Both problems come from the same issue: there is no dependable source of truth.
MeritDocs keeps SEND documents in one searchable hub, so staff can filter by pupil, see what is current, and export when needed. That makes retention easier because you are not trying to manage the same record in half a dozen places at once.
A simple SEND retention schedule could include
If you are writing or updating a school retention schedule, start with the records your SEND team actually uses.
SEN support plans
EHCP evidence packs
annual review papers
parent communication records that affected provision
assessment summaries and intervention outcomes
agency correspondence that influenced decisions
review dates and action logs
transition notes where support handover matters
archived versions that have been superseded
For each item, record:
what it is for
who owns it
where the current version lives
how long it should be kept
who can approve disposal
what happens at the end of retention
That is enough to make the schedule useful.
If the schedule is too vague, staff will ignore it.
If it is too complicated, they will not use it.
Where schools go wrong
The usual mistakes are predictable.
Keeping everything forever
This is the easiest mistake to make. It feels safe. It is not safe. It increases risk, makes searches harder, and creates version confusion.
Deleting working notes too early
Schools sometimes delete notes that explain why a decision was made before the final record captures it properly. That can leave a gap in the evidence trail.
Treating SEND paperwork as if it all has the same value
It does not. A live SEN support plan and an old duplicate draft are not equally important.
Storing records in places no one can search
Shared drives, inboxes, and personal desktops are not retention systems. They are hiding places.

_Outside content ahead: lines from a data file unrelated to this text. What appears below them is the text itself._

//! The "chained fetch" scenario from the specification: a search term is
//! upper-cased through a cached fetch, and the upper-cased result feeds a
//! second, independently-cached suggestion fetch.

use std::collections::HashMap;

use tea_promise::{from_effect_when_empty, Lens, Promise};
use tea_state::State;

#[derive(Clone, Debug, Default)]
struct Model {
    search_term: String,
    upper: HashMap<String, State<String, String>>,
    suggest: HashMap<String, State<String, String>>,
}

#[derive(Clone, Debug, PartialEq, Eq)]
enum Effect {
    UpperRequest(String),
    SuggestRequest(String),
}

fn upper_promise(term: &str) -> Promise<Model, Effect, String, String> {
    let key = term.to_string();
    let key_for_get = key.clone();
    let key_for_set = key.clone();
    let lens: Lens<Model, State<String, String>> = Lens::new(
        move |m: &Model| m.upper.get(&key_for_get).cloned().unwrap_or(State::Empty),
        move |inner, mut m: Model| {
            m.upper.insert(key_for_set.clone(), inner);
            m
        },
    );
    let effect_key = key.clone();
    from_effect_when_empty::<String, String, Effect>(move || Effect::UpperRequest(effect_key))
        .embed_model(lens)
}

fn suggest_promise(upper: &str) -> Promise<Model, Effect, String, String> {
    let key = upper.to_string();
    let key_for_get = key.clone();
    let key_for_set = key.clone();
    let lens: Lens<Model, State<String, String>> = Lens::new(
        move |m: &Model| m.suggest.get(&key_for_get).cloned().unwrap_or(State::Empty),
        move |inner, mut m: Model| {
            m.suggest.insert(key_for_set.clone(), inner);
            m
        },
    );
    let effect_key = key.clone();
    from_effect_when_empty::<String, String, Effect>(move || Effect::SuggestRequest(effect_key))
        .embed_model(lens)
}

#[test]
fn upper_done_then_suggest_empty_fires_exactly_one_effect() {
    let mut model = Model {
        search_term: "cat".to_string(),
        ..Default::default()
    };
    model.upper.insert("cat".to_string(), State::Done("CAT".to_string()));
    model.suggest.insert("CAT".to_string(), State::Empty);

    let program = upper_promise(&model.search_term.clone())
        .and_then(|upper| suggest_promise(&upper));
    let (state, model2, effects) = program.eval(model);

    assert_eq!(state, State::Pending(None));
    assert_eq!(effects, vec![Effect::SuggestRequest("CAT".to_string())]);
    assert_eq!(model2.suggest.get("CAT"), Some(&State::Pending(None)));
    // The already-Done upper slot is untouched by the chain.
    assert_eq!(model2.upper.get("cat"), Some(&State::Done("CAT".to_string())));
}

#[test]
fn upper_still_pending_blocks_the_chain_without_firing_suggest() {
    let mut model = Model::default();
    model.upper.insert("cat".to_string(), State::Pending(None));

    let program = upper_promise("cat").and_then(|upper| suggest_promise(&upper));
    let (state, model2, effects) = program.eval(model);

    assert_eq!(state, State::Pending(None));
    assert!(effects.is_empty());
    assert!(model2.suggest.is_empty());
}
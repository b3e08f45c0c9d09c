//! Export configuration at ~/.config/reminders-json/config.toml
//!
//! Every key is optional; command-line flags override file values.

use std::fmt;
use std::path::{Path, PathBuf};
use std::str::FromStr;

use config::{Config, File};
use serde::Deserialize;

use crate::error::{ExportError, ExportResult};
use crate::filter::DEFAULT_INCLUDE_LISTS;
use crate::record::Schema;

pub const DEFAULT_PROVIDER: &str = "eventkit";
pub const DEFAULT_PROVIDER_TIMEOUT_SECS: u64 = 30;

/// Output schema selection, as named on the command line and in config.
#[derive(Debug, Clone, Copy, Default, PartialEq, Eq, Deserialize)]
#[serde(rename_all = "kebab-case")]
pub enum OutputFormat {
    #[default]
    #[serde(alias = "fullJson", alias = "full-json")]
    Full,
    #[serde(alias = "remindmd")]
    Simple,
}

impl OutputFormat {
    pub fn schema(self) -> Schema {
        match self {
            OutputFormat::Full => Schema::Full,
            OutputFormat::Simple => Schema::Simple,
        }
    }
}

impl FromStr for OutputFormat {
    type Err = String;

    fn from_str(s: &str) -> Result<Self, Self::Err> {
        match s {
            "full" | "full-json" | "fullJson" => Ok(OutputFormat::Full),
            "simple" | "remindmd" => Ok(OutputFormat::Simple),
            other => Err(format!(
                "Unknown output format '{other}'. Expected one of: full, simple (aliases: full-json, remindmd)"
            )),
        }
    }
}

impl fmt::Display for OutputFormat {
    fn fmt(&self, f: &mut fmt::Formatter<'_>) -> fmt::Result {
        match self {
            OutputFormat::Full => write!(f, "full"),
            OutputFormat::Simple => write!(f, "simple"),
        }
    }
}

fn default_include_lists() -> String {
    DEFAULT_INCLUDE_LISTS.to_string()
}

fn default_provider() -> String {
    DEFAULT_PROVIDER.to_string()
}

fn default_provider_timeout_secs() -> u64 {
    DEFAULT_PROVIDER_TIMEOUT_SECS
}

#[derive(Debug, Clone, PartialEq, Deserialize)]
pub struct ExportConfig {
    /// Regex over list names to include; empty includes every list
    #[serde(default = "default_include_lists")]
    pub include_lists: String,

    /// Regex over list names to exclude; empty excludes none
    #[serde(default)]
    pub exclude_lists: String,

    #[serde(default)]
    pub include_completed: bool,

    #[serde(default)]
    pub output_format: OutputFormat,

    /// Provider name, resolved to `reminders-provider-<name>` on PATH
    #[serde(default = "default_provider")]
    pub provider: String,

    /// Explicit provider executable, bypassing the PATH lookup
    #[serde(default)]
    pub provider_path: Option<PathBuf>,

    #[serde(default = "default_provider_timeout_secs")]
    pub provider_timeout_secs: u64,
}

impl Default for ExportConfig {
    fn default() -> Self {
        ExportConfig {
            include_lists: default_include_lists(),
            exclude_lists: String::new(),
            include_completed: false,
            output_format: OutputFormat::default(),
            provider: default_provider(),
            provider_path: None,
            provider_timeout_secs: default_provider_timeout_secs(),
        }
    }
}

impl ExportConfig {
    pub fn config_path() -> ExportResult<PathBuf> {
        let config_dir = dirs::config_dir()
            .ok_or_else(|| ExportError::Config("Could not determine config directory".into()))?
            .join("reminders-json");

        Ok(config_dir.join("config.toml"))
    }

    /// Load from the default location; a missing file yields the defaults.
    pub fn load() -> ExportResult<Self> {
        Self::load_from(&Self::config_path()?)
    }

    pub fn load_from(path: &Path) -> ExportResult<Self> {
        let mut config: ExportConfig = Config::builder()
            .add_source(File::from(path.to_path_buf()).required(false))
            .build()
            .map_err(|e| ExportError::Config(e.to_string()))?
            .try_deserialize()
            .map_err(|e| ExportError::Config(e.to_string()))?;

        if let Some(provider_path) = &config.provider_path {
            let expanded = shellexpand::tilde(&provider_path.to_string_lossy()).into_owned();
            config.provider_path = Some(PathBuf::from(expanded));
        }

        Ok(config)
    }

    /// Write a config file with every option commented out.
    /// Returns false without touching anything if the file already exists.
    pub fn create_default_config(path: &Path) -> ExportResult<bool> {
        if path.exists() {
            return Ok(false);
        }

        let contents = format!(
            "\
# reminders-json configuration

# Regex over list names to include (empty includes every list):
# include_lists = \"{DEFAULT_INCLUDE_LISTS}\"

# Regex over list names to exclude (empty excludes none):
# exclude_lists = \"\"

# Export completed reminders too:
# include_completed = false

# Output schema, \"full\" or \"simple\":
# output_format = \"full\"

# Reminder provider, run as reminders-provider-<name>:
# provider = \"{DEFAULT_PROVIDER}\"
# provider_path = \"~/bin/reminders-provider-{DEFAULT_PROVIDER}\"
# provider_timeout_secs = {DEFAULT_PROVIDER_TIMEOUT_SECS}
"
        );

        if let Some(parent) = path.parent() {
            std::fs::create_dir_all(parent).map_err(|e| {
                ExportError::Config(format!("Could not create config directory: {e}"))
            })?;
        }

        std::fs::write(path, contents)
            .map_err(|e| ExportError::Config(format!("Could not write config file: {e}")))?;

        Ok(true)
    }
}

MeritDocs helps schools run this properly by keeping SEND documents in one place, with current information easier to find, review dates visible, and exports straightforward. The real gain is not just speed. It is a record people can actually rely on when it matters.
A good yearly retention check
Once a year, ask three questions:
What SEND data do we still need for pupils who are on roll?

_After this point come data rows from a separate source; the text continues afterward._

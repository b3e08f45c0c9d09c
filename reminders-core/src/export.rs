//! Serializing the grouped export and running the whole pipeline.

use std::collections::BTreeMap;

use serde_json::{Map, Value};

use crate::aggregate::{Grouped, aggregate};
use crate::config::ExportConfig;
use crate::error::{ExportError, ExportResult};
use crate::filter::ListFilter;
use crate::source::ReminderSource;

/// Key the grouped reminders are nested under.
pub const ROOT_KEY: &str = "reminders";

/// Serialize `{"reminders": grouped}` as pretty JSON with sorted keys.
///
/// Object keys are sorted at every level; array order is left untouched.
pub fn export(grouped: &Grouped) -> ExportResult<Vec<u8>> {
    let grouped =
        serde_json::to_value(grouped).map_err(|e| ExportError::Serialization(e.to_string()))?;
    let mut root = Map::new();
    root.insert(ROOT_KEY.to_string(), grouped);
    let value = sort_keys(Value::Object(root));

    let mut bytes = serde_json::to_vec_pretty(&value)
        .map_err(|e| ExportError::Serialization(e.to_string()))?;
    bytes.push(b'\n');

    Ok(bytes)
}

// Key order must not depend on serde_json's `preserve_order` feature.
fn sort_keys(value: Value) -> Value {
    match value {
        Value::Object(map) => {
            let sorted: BTreeMap<String, Value> =
                map.into_iter().map(|(k, v)| (k, sort_keys(v))).collect();
            Value::Object(sorted.into_iter().collect())
        }
        Value::Array(items) => Value::Array(items.into_iter().map(sort_keys).collect()),
        other => other,
    }
}

/// Fetch, filter, map, group and serialize.
///
/// Patterns are compiled before the source is touched, so a bad pattern
/// fails without querying the store. A denied access request only logs a
/// warning; the fetch is attempted anyway.
pub async fn run_export<S: ReminderSource>(source: &S, config: &ExportConfig) -> ExportResult<Vec<u8>> {
    let filter = ListFilter::new(
        &config.include_lists,
        &config.exclude_lists,
        config.include_completed,
    )?;

    if !source.request_access().await? {
        log::warn!("Access to reminders was not granted; the export may be empty or fail");
    }

    let reminders = source.fetch_reminders().await?;
    log::info!("Fetched {} reminders", reminders.len());

    let schema = config.output_format.schema();
    let grouped = aggregate(&reminders, &filter, |reminder| schema.map(reminder))?;

    export(&grouped)
}

#[cfg(test)]
mod tests {
    use super::*;
    use crate::record::Record;
    use serde_json::json;

    fn record(pairs: &[(&str, Value)]) -> Record {
        pairs
            .iter()
            .map(|(k, v)| (k.to_string(), v.clone()))
            .collect()
    }

    #[test]
    fn test_export_wraps_under_root_key() {
        let grouped = Grouped::new();
        let bytes = export(&grouped).unwrap();
        let value: Value = serde_json::from_slice(&bytes).unwrap();
        assert_eq!(value, json!({ "reminders": {} }));
    }

    #[test]
    fn test_export_is_pretty_sorted_and_keeps_array_order() {
        let mut grouped = Grouped::new();
        grouped.entry("iCloud".into()).or_default().insert(
            "Personal".into(),
            vec![
                record(&[("title", json!("zebra")), ("completed", json!(false))]),
                record(&[("title", json!("apple")), ("alarms", json!([{ "b": 1, "a": 2 }]))]),
            ],
        );

        let text = String::from_utf8(export(&grouped).unwrap()).unwrap();
        let expected = r#"{
  "reminders": {
    "iCloud": {
      "Personal": [
        {
          "completed": false,
          "title": "zebra"
        },
        {
          "alarms": [
            {
              "a": 2,
              "b": 1
            }
          ],
          "title": "apple"
        }
      ]
    }
  }
}
"#;
        assert_eq!(text, expected);
    }

    #[test]
    fn test_sort_keys_recurses() {
        let sorted = sort_keys(json!({ "b": { "d": 1, "c": [{ "f": 1, "e": 2 }] }, "a": null }));
        assert_eq!(
            serde_json::to_string(&sorted).unwrap(),
            r#"{"a":null,"b":{"c":[{"e":2,"f":1}],"d":1}}"#
        );
    }
}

What has already been superseded or archived?
What can now be disposed of safely under policy?
That annual check does two things.
First, it keeps you honest about what you hold.
Second, it stops SEND records from becoming a digital attic full of forgotten versions and unresolved actions.
FAQ
Should SEND records always stay in the pupil record?
No. Some information belongs in the pupil record, but not everything does. The school retention schedule should decide what is core, what is evidential, and what can be safely removed when its job is done.
Can we delete old SEN support drafts?
Usually yes, if the final record captures the decision and the working draft has no separate evidential value. Check your policy and make sure you are not deleting the only copy of a decision trail.
What about EHCP evidence packs?
These usually need a more careful retention rule because they often sit behind statutory processes. Keep the working evidence for as long as it is needed, then archive it under the school's schedule.
What is the biggest mistake schools make?
They store too much in too many places and then cannot tell which version is current. That is why retention and records management need to be part of the same conversation.
The takeaway
Schools do not need to keep every SEND file forever. They do need a retention rule that is clear, consistent, and defensible.
The DfE guidance gives the right framework. The school retention schedule turns it into practice. And a system like MeritDocs makes it much easier to keep current SEND documents in one searchable hub, so the school can manage retention without losing the record that matters.